Another aspect that also concerns the electrointensive industry is another of the highlighted headlines’ topics, especially during April: the return of the 7% tax on electricity generation. This is how the IVPEE, the Tax on the Value of Electric Energy Production, is popularly known. This tax, levied with 7% the energy sold in the market, was reintroduced as of April 1 after a temporary six-month suspension. According to AleaSoft’s estimations at that time, the price of the electricity market could increase between 2% and 5% at first.
In addition to the electrointensive industry, the reintroduction of the tax on generation also affected the competitiveness of Spanish combined cycle power plants and thermal power plants compared to its Portuguese and French competitors that do not have this additional tax burden and, thanks to international interconnections, they can sell their most competitive energy in the Spanish electricity market.
Regarding the capacity of international interconnections, on March 26, the European Parliament definitively approved the reform of the European electricity market, which already had the approval of the European Union Council and the Parliament permanent representatives. This reform classifies as urgent the need to increase the capacity of these interconnections and that this capacity should be available to the wholesale markets, in order to adequately integrate the increase in renewable production and advance towards the decarbonisation of the electricity system.

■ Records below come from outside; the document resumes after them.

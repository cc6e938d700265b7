//! End-to-end network behavior: the training scenario, persistence
//! round-trips, and solver compatibility.

use rand::rngs::StdRng;
use rand::SeedableRng;
use starling::{CellType, Model, Network, Solver};

fn corpus(items: &[&str]) -> Vec<String> {
    items.iter().map(|s| s.to_string()).collect()
}

fn scenario_network(seed: u64) -> Network {
    Network::with_rng(
        &corpus(&["ab", "ba"]),
        5,
        vec![4],
        CellType::Gru,
        StdRng::seed_from_u64(seed),
    )
    .unwrap()
}

#[test]
fn scenario_sizes_match_corpus() {
    let net = scenario_network(1);
    assert_eq!(net.codec().charset(), &['a', 'b']);
    assert_eq!(net.params().input_size, 3);
    assert_eq!(net.params().output_size, 3);
    assert_eq!(net.params().max_gen, 2);
}

#[test]
fn training_cost_trends_down_over_500_iterations() {
    let mut net = scenario_network(2);

    let costs: Vec<f32> = (0..500).map(|_| net.train(0.01).unwrap().1).collect();
    assert_eq!(net.iterations(), 500);
    assert!(costs.iter().all(|c| c.is_finite() && *c >= 0.0));

    let window = |range: std::ops::Range<usize>| -> f32 {
        let slice = &costs[range];
        slice.iter().sum::<f32>() / slice.len() as f32
    };

    let early = window(0..100);
    let late = window(400..500);
    assert!(
        late < early,
        "average cost did not decrease: early {early}, late {late}"
    );
}

#[test]
fn trained_predictions_stay_within_corpus_alphabet() {
    let mut net = scenario_network(3);
    for _ in 0..500 {
        net.train(0.01).unwrap();
    }

    for _ in 0..100 {
        let s = net.predict(1.0).unwrap();
        assert!(
            matches!(s.as_str(), "" | "a" | "b" | "ab" | "ba"),
            "unexpected sample {s:?}"
        );
    }
}

#[test]
fn persist_restore_preserves_iterations_and_outputs() {
    let mut net = scenario_network(4);
    for _ in 0..50 {
        net.train(0.01).unwrap();
    }

    let record = net.persist();
    let mut first = Network::restore_with_rng(record.clone(), StdRng::seed_from_u64(77)).unwrap();
    let mut second = Network::restore_with_rng(record, StdRng::seed_from_u64(77)).unwrap();

    assert_eq!(first.iterations(), 50);
    assert_eq!(second.iterations(), 50);

    for _ in 0..20 {
        assert_eq!(first.predict(0.9).unwrap(), second.predict(0.9).unwrap());
    }
}

#[test]
fn restore_without_solver_matches_zero_state_solver() {
    let mut net = scenario_network(5);
    for _ in 0..20 {
        net.train(0.01).unwrap();
    }
    let record = net.persist();

    let mut without_solver = record.clone();
    without_solver.solver = None;

    let mut with_zero_solver = record.clone();
    let model = Model::import(record.model.clone()).unwrap();
    with_zero_solver.solver = Some(Solver::new().export(&model));

    let mut a = Network::restore_with_rng(without_solver, StdRng::seed_from_u64(33)).unwrap();
    let mut b = Network::restore_with_rng(with_zero_solver, StdRng::seed_from_u64(33)).unwrap();

    for _ in 0..10 {
        assert_eq!(a.train(0.01).unwrap(), b.train(0.01).unwrap());
    }
    assert_eq!(
        serde_json::to_string(&a.persist()).unwrap(),
        serde_json::to_string(&b.persist()).unwrap()
    );
}

#[test]
fn checkpoint_file_roundtrip() {
    let path = std::env::temp_dir().join("starling_checkpoint_test.json");
    let mut net = scenario_network(6);
    for _ in 0..10 {
        net.train(0.01).unwrap();
    }
    net.save(&path).unwrap();

    let restored = Network::load(&path).unwrap();
    assert_eq!(restored.iterations(), 10);
    assert_eq!(restored.params(), net.params());
    assert_eq!(restored.codec().charset(), net.codec().charset());

    std::fs::remove_file(&path).ok();
}

#[test]
fn restore_rejects_model_inconsistent_with_params() {
    let net = scenario_network(7);
    let mut record = net.persist();
    record.params.hidden_sizes = vec![6];
    assert!(Network::restore(record).is_err());
}

#[test]
fn restore_rejects_charset_size_mismatch() {
    let net = scenario_network(8);
    let mut record = net.persist();
    record.data.charset.push('c');
    assert!(Network::restore(record).is_err());
}

#[test]
fn lstm_scenario_trains_and_roundtrips() {
    let mut net = Network::with_rng(
        &corpus(&["ab", "ba"]),
        5,
        vec![4],
        CellType::Lstm,
        StdRng::seed_from_u64(9),
    )
    .unwrap();
    for _ in 0..100 {
        let (ppl, cost) = net.train(0.01).unwrap();
        assert!(ppl.is_finite() && cost.is_finite());
    }

    let restored = Network::restore(net.persist()).unwrap();
    assert_eq!(restored.iterations(), 100);
    assert_eq!(restored.params().cell, CellType::Lstm);
}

It also made the news in this 2019 the confirmation of the trend of the volatility decrease of the price in the electricity markets thanks, among others, to the increase in the capacity of international interconnections, especially with France. The interconnections act as a shock absorber for prices, increasing the flow of imports or exports when prices between two markets tend to separate.
On the other hand, the gas and coal fuels prices for electricity generation were the protagonists, but for the opposite case of the price of CO2: to go down. During 2018 the price of TTF gas and API 2 coal, the reference in the European continent, rose in tandem with the price of CO2 emission rights and peaked in September. Since then, and throughout the first half of 2019, the prices of these two fuels have not stopped falling, reaching minimum values of several years.
Also during this first part of the year the shutdown calendar of the Spanish nuclear power plants, after fifty years of the commissioning of the first power plant was announced. This calendar, agreed between the shareholders of the power plants and Enresa, places the closure of the last power plant in 2035. If the calendar is finally met, the nuclear energy will have been present in the Spanish electricity mix for almost seventy years.
This agreement to put an end to nuclear power in Spain has led to the questioning of emission reduction targets for 2030, given that nuclear energy represents a virtually constant electricity production and without CO2 emissions. Its disappearance from the generation mix will give more prominence to gas combined cycles as a backup for non-dispatchable renewable energies which, while less polluting than coal-fired plants, are CO2 emitters.
The total shutdown or a decrease of nuclear power is planned in several countries such as Germany, France, Belgium and Sweden in their plans to achieve the environmental objectives of 2030. However there are other countries, such as Finland, which plan to increase their nuclear capacity or, like Poland, to start using it in the next twenty years.
But the shutdown of nuclear power plants will not only impact CO2 emissions. The disappearance of a stable base production that makes market offers at zero price will have an undeniable impact on the electricity market price. The closure of each nuclear reactor will lead to an increase in the electricity market price. The magnitude of this increase will depend on the state of renewable power implementation at that time. Once again, uncertain and potentially catastrophic forecasts for the electricity consumers appear.
Faced with these uncertainties, it is essential to properly manage the market price risk. For a large energy consumer to manage that risk and assess their options between buying in the spot market, futures markets and a PPA, he must now have a clear answer to the question: what is the probability that the average market price in 2030 will be above 50 €/MWh?